At the bottom I pass the tiny general store, the church, the firehouse, and the dozen-odd homes comprising the picturesque little village of Valley Grove.  The two faded gas pumps at the store remind me of the late summer afternoon I drifted in there on fumes many years ago.  It’s funny how, over time, we lay little bits of memory here and there across the landscape, like Easter eggs.
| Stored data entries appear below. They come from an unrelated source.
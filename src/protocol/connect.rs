//! Connection-cost protocol.
//!
//! The server accepts connections strictly one at a time and reads at most
//! one byte from each. A connection closed without data is just closed; any
//! byte received is the shutdown request. The client measures a fresh
//! connect plus close per iteration; sockets are never reused.

use std::io::Write;
use std::sync::Arc;

use tokio_util::sync::CancellationToken;
use tracing::{debug, info, trace};

use crate::acceptor::Listener;
use crate::advertise::{advertise, Advertisement, ListenOptions};
use crate::endpoint::Endpoint;
use crate::error::NetError;
use crate::harness::Benchmark;
use crate::locator::{ServiceLocator, MAX_CONNECT_RETRIES};
use crate::registry::PortRegistry;
use crate::service::ServiceId;
use crate::socket::SockOpts;

use super::{withdraw, StopReason};

// ---------------------------------------------------------------------------
// Server
// ---------------------------------------------------------------------------

pub struct ConnectServer {
    listener: Listener,
    advertisement: Advertisement,
}

impl ConnectServer {
    /// Advertise the service and register the listener with the runtime.
    /// Accepted connections are left untuned.
    pub fn bind(options: &ListenOptions, registry: Arc<dyn PortRegistry>) -> Result<Self, NetError> {
        let (socket, advertisement) = advertise(options, registry)?;
        let listener = match Listener::new(socket, SockOpts::NONE) {
            Ok(listener) => listener,
            Err(e) => {
                advertisement.withdraw();
                return Err(e);
            }
        };
        Ok(Self {
            listener,
            advertisement,
        })
    }

    pub fn endpoint(&self) -> Endpoint {
        self.advertisement.endpoint()
    }

    /// Serve until a client sends the shutdown byte or `shutdown` is
    /// cancelled. The service is withdrawn on every exit path.
    pub async fn run(self, shutdown: CancellationToken) -> Result<StopReason, NetError> {
        let result = self.serve(&shutdown).await;
        withdraw(&self.advertisement).await;
        match &result {
            Ok(reason) => info!(endpoint = %self.endpoint(), %reason, "connect server stopped"),
            Err(e) => debug!(error = %e, "connect server failed"),
        }
        result
    }

    async fn serve(&self, shutdown: &CancellationToken) -> Result<StopReason, NetError> {
        let mut connections: u64 = 0;
        loop {
            let accepted = tokio::select! {
                biased;
                _ = shutdown.cancelled() => None,
                result = self.listener.accept() => Some(result),
            };
            let Some(conn) = accepted.transpose()? else {
                return Ok(StopReason::Interrupted);
            };
            connections += 1;

            let mut byte = [0u8; 1];
            let read = tokio::select! {
                biased;
                _ = shutdown.cancelled() => None,
                result = conn.read(&mut byte) => Some(result),
            };
            match read {
                None => return Ok(StopReason::Interrupted),
                Some(Ok(n)) if n > 0 => {
                    info!(peer = ?conn.peer(), connections, "shutdown byte received");
                    return Ok(StopReason::Requested);
                }
                Some(Ok(_)) => trace!(peer = ?conn.peer(), "connection closed by peer"),
                // a reset connection carries no request
                Some(Err(e)) => trace!(peer = ?conn.peer(), error = %e, "connection read failed"),
            }
        }
    }
}

// ---------------------------------------------------------------------------
// Client
// ---------------------------------------------------------------------------

/// Measures connect plus close against a connection-cost server.
pub struct ConnectClient {
    locator: ServiceLocator,
    host: String,
    service: ServiceId,
}

impl ConnectClient {
    pub fn new(locator: ServiceLocator, host: impl Into<String>, service: ServiceId) -> Self {
        Self {
            locator,
            host: host.into(),
            service,
        }
    }

    pub fn label(&self) -> String {
        format!("TCP/IP connection cost to {}", self.host)
    }
}

impl Benchmark for ConnectClient {
    fn run(&mut self, iterations: u64) -> Result<(), NetError> {
        for _ in 0..iterations {
            match self.locator.connect(&self.host, self.service, SockOpts::REUSE)? {
                Some(socket) => drop(socket),
                None => return Err(unreachable(&self.host)),
            }
        }
        Ok(())
    }
}

/// Ask the connection-cost server on `host` to stop: connect and send one
/// byte.
pub fn request_shutdown(
    locator: &mut ServiceLocator,
    host: &str,
    service: ServiceId,
) -> Result<(), NetError> {
    let mut socket = locator
        .connect(host, service, SockOpts::NONE)?
        .ok_or_else(|| unreachable(host))?;
    socket
        .write_all(b"0")
        .map_err(|source| NetError::Write { size: 1, source })?;
    debug!(%host, %service, "connect server shutdown requested");
    Ok(())
}

fn unreachable(host: &str) -> NetError {
    NetError::Unreachable {
        host: host.to_string(),
        attempts: MAX_CONNECT_RETRIES + 1,
    }
}
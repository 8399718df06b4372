//! netlat -- TCP connection-cost and transaction-latency microbenchmarks.
//!
//! Services are reached over IPv4 or vsock and identified either by a fixed
//! port or by a program number resolved through the portmapper. The library
//! provides the connection layer (socket factory, advertiser, locator,
//! acceptor), the two measurement protocols and a small timing harness; the
//! `netlat` binary wires them to a command line.

pub mod acceptor;
pub mod advertise;
pub mod config;
pub mod endpoint;
pub mod error;
pub mod harness;
pub mod locator;
pub mod protocol;
pub mod registry;
pub mod service;
pub mod socket;

pub use error::NetError;
pub use service::ServiceId;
Running along the creek, my mind begins to bear down, my focus narrowing.  The mountain I’ve idly been considering since we left breakfast is just ahead.  It’s one of the best mountain passes in Virginia.  Thinking about it prompts that old anticipatory tickle in my gut.  It’s where things get serious.

With expectation hanging in the air, the throttle spools under my hand – an almost involuntary response - as my boots slide back on the pegs.

Passing the turnoff down into the draft – just a handful of miles from the camp where I hunt – I do a quick calculus of the likelihood of encountering deer.  It’s higher than I like.  I toy with that thought for a brief second before putting it aside.  I’m not going to not do this.

Over the bridge and across the creek and the ascent begins.  The road tracks at a flat, upward angle for the first two hundred feet, then breaks hard left into the esses which climb the mountain. 

My blood up, I hold steady on the throttle.

Like a downhill-rolling snowball slowly gathering strength, I can sense the increasing flow of energy around me.  The first corner is a moderate-speed turn - 30mph is painted on the yellow caution sign.  It comes like a softly lobbed toss from a lazy pitcher.  The line is obvious and the bike hews to it with precision.   I feel the same odd thrill I always get when first hitting a string of corners at speed.

The next handful of corners are similar.  Easy, with steady radii that make for classic lines from entrance to exit.  They act as a prologue, giving the bike and I a bit of time to get wired together, to be ready for the harder stuff just ahead.

I no sooner think that thought when the 15mph caution sign signals that I’m there.  The hard right-hander tightens halfway through the turn.  “Easy,” I whisper to myself, tempering the urge to throttle up too soon.  I let the tires drift out to the middle of the tarmac – the very edge of what passes for my half of the road.  Then I’m throttling up into the left-hander which immediately follows.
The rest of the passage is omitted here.